Task data:

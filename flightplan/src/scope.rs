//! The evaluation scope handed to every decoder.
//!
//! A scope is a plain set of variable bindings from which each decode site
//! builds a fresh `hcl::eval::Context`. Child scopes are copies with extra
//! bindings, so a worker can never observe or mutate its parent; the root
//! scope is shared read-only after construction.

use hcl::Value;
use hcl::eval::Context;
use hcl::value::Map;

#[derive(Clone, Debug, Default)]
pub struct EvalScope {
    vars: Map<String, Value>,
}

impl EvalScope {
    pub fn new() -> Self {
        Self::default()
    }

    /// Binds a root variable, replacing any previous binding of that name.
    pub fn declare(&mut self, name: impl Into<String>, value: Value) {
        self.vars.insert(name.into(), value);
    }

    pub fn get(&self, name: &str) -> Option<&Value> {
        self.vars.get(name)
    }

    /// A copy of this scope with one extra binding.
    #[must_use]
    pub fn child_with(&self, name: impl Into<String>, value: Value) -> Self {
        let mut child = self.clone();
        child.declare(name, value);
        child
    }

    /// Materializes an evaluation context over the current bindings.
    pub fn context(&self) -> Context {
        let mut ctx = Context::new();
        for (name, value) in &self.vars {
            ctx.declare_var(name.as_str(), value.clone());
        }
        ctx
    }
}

Problem to solve:
Exact reproduction of the entire listing is required.

Response for this exercise:
filename flightplan/src/scope.rs
//! The evaluation scope handed to every decoder.
//!
//! A scope is a plain set of variable bindings from which each decode site
//! builds a fresh `hcl::eval::Context`. Child scopes are copies with extra
//! bindings, so a worker can never observe or mutate its parent; the root
//! scope is shared read-only after construction.

use hcl::Value;
use hcl::eval::Context;
use hcl::value::Map;

#[derive(Clone, Debug, Default)]
pub struct EvalScope {
    vars: Map<String, Value>,
}

impl EvalScope {
    pub fn new() -> Self {
        Self::default()
    }

    /// Binds a root variable, replacing any previous binding of that name.
    pub fn declare(&mut self, name: impl Into<String>, value: Value) {
        self.vars.insert(name.into(), value);
    }

    pub fn get(&self, name: &str) -> Option<&Value> {
        self.vars.get(name)
    }

    /// A copy of this scope with one extra binding.
    #[must_use]
    pub fn child_with(&self, name: impl Into<String>, value: Value) -> Self {
        let mut child = self.clone();
        child.declare(name, value);
        child
    }

    /// Materializes an evaluation context over the current bindings.
    pub fn context(&self) -> Context {
        let mut ctx = Context::new();
        for (name, value) in &self.vars {
            ctx.declare_var(name.as_str(), value.clone());
        }
        ctx
    }
}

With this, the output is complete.